Influence of leaching conditions on RE recovery. (a) Leaching temperature (5 mol L⁻¹ HCl, 200 r min⁻¹, L/S ratio 5:1, 60 min); (b) leaching time (5 mol L⁻¹ HCl, L/S ratio 5:1, 60°C); (c) hydrochloric acid concentration (L/S ratio 5:1, 60°C, 40 min); (d) L/S ratio (4 mol L⁻¹ HCl, 60°C, 40 min)

The effect of leaching time on the RE leaching recovery is described in Fig. 6b. The RE recovery increased moderately with an increase of leaching time from 10 min to 50 min, reaching about 97% in 40 min. Thus, the leaching time of 40 min was chosen.

The hydrochloric acid concentration is usually the governing factor of the RE recovery in industrial practice. The effect of hydrochloric acid concentration on the RE recovery is presented in Fig. 6c. As predicted, hydrochloric acid concentration had a significant influence: the RE recovery was 96% in 4 mol L⁻¹ HCl. Higher HCl concentrations did not further accelerate the leaching process, owing to the sufficient HCl for the leaching reaction.

The effect of the L/S ratio on the RE recovery is shown in Fig. 6d. The recovery increased from 41% to 97% with an increase of the L/S ratio from 2:1 to 5:1. This can be attributed to the lack of sufficient hydrochloric acid to recover RE and to the limited solubilities of RE chlorides in the solution.26 Moreover, no obvious improvement of RE recovery was achieved with a further increase of the L/S ratio to 6:1. Thus, an appropriate L/S ratio of 5:1 was assigned to the leaching process.

Proposed Process Flow Sheet

Based on the discussion above, a process flow sheet for treatment of FMSES was developed, as described in Fig. 7. RE elements can be recovered efficiently from FMSES by borax roasting followed by hydrochloric acid leaching. The optimum conditions found in this study were roasting of the FMSES at 700°C for 60 min with a borax dosage of 38% and subsequently leaching the roasted RE-containing calcine in 4 mol L⁻¹ hydrochloric acid solution at 60°C for 40 min with a L/S ratio of 5:1. Under these conditions, the RE recovery exceeded 97% with graphite and iron oxides remaining in the residues. The resulting RE-containing solution can be processed to further separate the individual RE elements.

Fig. 7

Novel flow sheet for the recovery of rare earths from fluoride slags of molten-salt electrolytes

Conclusion

This work proposes a novel technical route for recovering RE from FMSES, featuring borax roasting followed by hydrochloric acid leaching. The RE fluorides react with borax to form RE oxides in the roasting step. Increasing the roasting temperature, reaction time and borax dosage promoted the RE recovery. A kinetic analysis showed that the roasting process was controlled by interfacial chemical reaction. The optimized conditions of the roasting process were a temperature of 700°C for 60 min with a borax dosage of 38 wt.%.

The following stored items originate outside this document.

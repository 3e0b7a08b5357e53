//! (De)serializes [`Duration`] as an integer amount of seconds.
//!
//! Use [`millis`] for durations that need sub-second precision.

use serde::{Deserialize, Deserializer, Serializer};
use std::time::Duration;

/// Serializes [`Duration`] as seconds.
pub fn serialize<S>(duration: &Duration, serializer: S) -> Result<S::Ok, S::Error>
where
    S: Serializer,
{
    serializer.serialize_u64(duration.as_secs())
}

/// Deserializes seconds into a [`Duration`].
pub fn deserialize<'de, D>(deserializer: D) -> Result<Duration, D::Error>
where
    D: Deserializer<'de>,
{
    u64::deserialize(deserializer).map(Duration::from_secs)
}

/// (De)serializes [`Duration`] as an integer amount of milliseconds.
pub mod millis {
    use super::*;

    /// Serializes [`Duration`] as milliseconds.
    pub fn serialize<S>(duration: &Duration, serializer: S) -> Result<S::Ok, S::Error>
    where
        S: Serializer,
    {
        serializer.serialize_u64(duration.as_millis() as u64)
    }

    /// Deserializes milliseconds into a [`Duration`].
    pub fn deserialize<'de, D>(deserializer: D) -> Result<Duration, D::Error>
    where
        D: Deserializer<'de>,
    {
        u64::deserialize(deserializer).map(Duration::from_millis)
    }
}
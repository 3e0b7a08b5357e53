//! Metrics exporter.

use eyre::Context;
use metrics_exporter_prometheus::{PrometheusBuilder, PrometheusHandle};
use std::{net::SocketAddr, sync::Mutex, time::Duration};

/// Builds a Prometheus exporter listening on `metrics_addr`, returning a handle.
///
/// The recorder will perform upkeep every 5 seconds. Calling this again returns the handle of the
/// first exporter.
pub fn setup_exporter(metrics_addr: impl Into<SocketAddr>) -> eyre::Result<PrometheusHandle> {
    static HANDLE: Mutex<Option<PrometheusHandle>> = Mutex::new(None);

    let mut lock = HANDLE.lock().unwrap_or_else(|poisoned| poisoned.into_inner());
    if let Some(handle) = &*lock {
        return Ok(handle.clone());
    }

    let addr: SocketAddr = metrics_addr.into();
    let (recorder, exporter) = PrometheusBuilder::new()
        .with_http_listener(addr)
        .upkeep_timeout(Duration::from_secs(5))
        .build()
        .wrap_err("failed to build metrics recorder")?;

    let handle = recorder.handle();
    metrics::set_global_recorder(recorder)
        .map_err(|_| eyre::eyre!("could not set metrics recorder"))?;
    tokio::spawn(exporter);

    tracing::info!(target: "relay::spawn", %addr, "Started metrics server");

    *lock = Some(handle.clone());

    Ok(handle)
}
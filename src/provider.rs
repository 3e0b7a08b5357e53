//! Chain access used by the relay services.
//!
//! Everything the relayer, the funding service and the policy engine need from a node goes
//! through [`ChainClient`], so the services can be exercised against in-memory chains.

use crate::{
    constants::RECEIPT_POLL_INTERVAL,
    error::{FailureBucket, RelayError},
    signers::DynSigner,
};
use alloy::{
    eips::eip2718::Encodable2718,
    network::{Ethereum, EthereumWallet, ReceiptResponse, TransactionBuilder},
    primitives::{Address, B256, Bytes, U256},
    providers::{DynProvider, Provider, ProviderBuilder},
    rpc::{client::ClientBuilder, types::TransactionRequest},
    transports::{TransportErrorKind, TransportResult, layers::RetryBackoffLayer},
};
use std::{fmt, time::Duration};
use tracing::{debug, instrument, warn};
use url::Url;

/// [`RetryBackoffLayer`] used for chain providers.
///
/// We are allowing max 10 retries with a backoff of 800ms. The CU/s is set to max value to avoid
/// any throttling.
pub const RETRY_LAYER: RetryBackoffLayer = RetryBackoffLayer::new(10, 800, u64::MAX);

/// Receipt of an included transaction.
#[derive(Debug, Clone, Copy, PartialEq, Eq)]
pub struct ChainReceipt {
    /// Hash of the transaction.
    pub tx_hash: B256,
    /// Whether the transaction succeeded.
    pub success: bool,
    /// Block the transaction was included in.
    pub block_number: Option<u64>,
}

/// Node operations used by the relay.
#[async_trait::async_trait]
pub trait ChainClient: fmt::Debug + Send + Sync {
    /// Returns the balance of `address` at the latest block.
    async fn get_balance(&self, address: Address) -> TransportResult<U256>;

    /// Returns the current gas price.
    async fn get_gas_price(&self) -> TransportResult<u128>;

    /// Returns the pending transaction count of `address`.
    async fn get_transaction_count(&self, address: Address) -> TransportResult<u64>;

    /// Estimates the gas used by `request`.
    async fn estimate_gas(&self, request: TransactionRequest) -> TransportResult<u64>;

    /// Signs `request` with `signer` and broadcasts it, returning the transaction hash.
    ///
    /// The request is expected to be fully populated, including nonce and gas parameters.
    async fn send_transaction(
        &self,
        signer: &DynSigner,
        request: TransactionRequest,
    ) -> TransportResult<B256>;

    /// Returns the receipt of `tx_hash` if the transaction was included.
    async fn get_transaction_receipt(&self, tx_hash: B256)
    -> TransportResult<Option<ChainReceipt>>;

    /// Executes `request` as a call against the latest block.
    async fn call(&self, request: TransactionRequest) -> TransportResult<Bytes>;
}

/// A [`ChainClient`] talking to a node over JSON-RPC.
#[derive(Debug, Clone)]
pub struct AlloyChainClient {
    provider: DynProvider,
}

impl AlloyChainClient {
    /// Creates a new client from an existing provider.
    pub fn new(provider: DynProvider) -> Self {
        Self { provider }
    }

    /// Connects to the node at `endpoint`, retrying transport failures with [`RETRY_LAYER`].
    pub async fn connect(endpoint: &Url) -> TransportResult<Self> {
        let client = ClientBuilder::default().layer(RETRY_LAYER).connect(endpoint.as_str()).await?;
        Ok(Self::new(ProviderBuilder::new().connect_client(client).erased()))
    }

    /// Returns the underlying provider.
    pub fn provider(&self) -> &DynProvider {
        &self.provider
    }
}

#[async_trait::async_trait]
impl ChainClient for AlloyChainClient {
    async fn get_balance(&self, address: Address) -> TransportResult<U256> {
        self.provider.get_balance(address).await
    }

    async fn get_gas_price(&self) -> TransportResult<u128> {
        self.provider.get_gas_price().await
    }

    async fn get_transaction_count(&self, address: Address) -> TransportResult<u64> {
        self.provider.get_transaction_count(address).pending().await
    }

    async fn estimate_gas(&self, request: TransactionRequest) -> TransportResult<u64> {
        self.provider.estimate_gas(request).await
    }

    #[instrument(skip_all, fields(from = %signer.address()))]
    async fn send_transaction(
        &self,
        signer: &DynSigner,
        request: TransactionRequest,
    ) -> TransportResult<B256> {
        let wallet = EthereumWallet::new(signer.0.clone());
        let envelope = TransactionBuilder::<Ethereum>::build(request, &wallet)
            .await
            .map_err(TransportErrorKind::custom)?;

        let pending = self.provider.send_raw_transaction(&envelope.encoded_2718()).await?;
        debug!(tx_hash = %pending.tx_hash(), "Broadcasted transaction");

        Ok(*pending.tx_hash())
    }

    async fn get_transaction_receipt(
        &self,
        tx_hash: B256,
    ) -> TransportResult<Option<ChainReceipt>> {
        Ok(self.provider.get_transaction_receipt(tx_hash).await?.map(|receipt| ChainReceipt {
            tx_hash,
            success: receipt.status(),
            block_number: receipt.block_number,
        }))
    }

    async fn call(&self, request: TransactionRequest) -> TransportResult<Bytes> {
        self.provider.call(request).await
    }
}

/// Polls for the receipt of `tx_hash` until it is included or `timeout` elapses.
///
/// Returns `None` if the transaction is still pending after `timeout`. A reverted receipt is
/// reported as [`FailureBucket::ExecutionRevert`].
pub async fn wait_for_receipt(
    client: &dyn ChainClient,
    tx_hash: B256,
    timeout: Duration,
) -> Result<Option<ChainReceipt>, RelayError> {
    let Ok(receipt) = tokio::time::timeout(timeout, poll_receipt(client, tx_hash)).await else {
        return Ok(None);
    };

    if !receipt.success {
        return Err(RelayError::new(
            FailureBucket::ExecutionRevert,
            format!("transaction {tx_hash} reverted"),
        ));
    }

    Ok(Some(receipt))
}

async fn poll_receipt(client: &dyn ChainClient, tx_hash: B256) -> ChainReceipt {
    loop {
        match client.get_transaction_receipt(tx_hash).await {
            Ok(Some(receipt)) => return receipt,
            Ok(None) => {}
            Err(err) => warn!(%tx_hash, %err, "Failed to fetch receipt"),
        }
        tokio::time::sleep(RECEIPT_POLL_INTERVAL).await;
    }
}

The effects of leaching temperature, leaching time and hydrochloric acid concentration on the RE recovery were also studied. The optimum conditions for the leaching step of the roasted FMSES were a 4 mol L⁻¹ hydrochloric acid solution at 60°C, leaching time of 40 min and a L/S ratio of 5:1. The RE leaching recovery exceeded 97%. This work will contribute to the development of a novel and more efficient treatment of FMSES for RE recovery, providing technical and theoretical support for the feasible recovery of RE from various FMSES-type residues.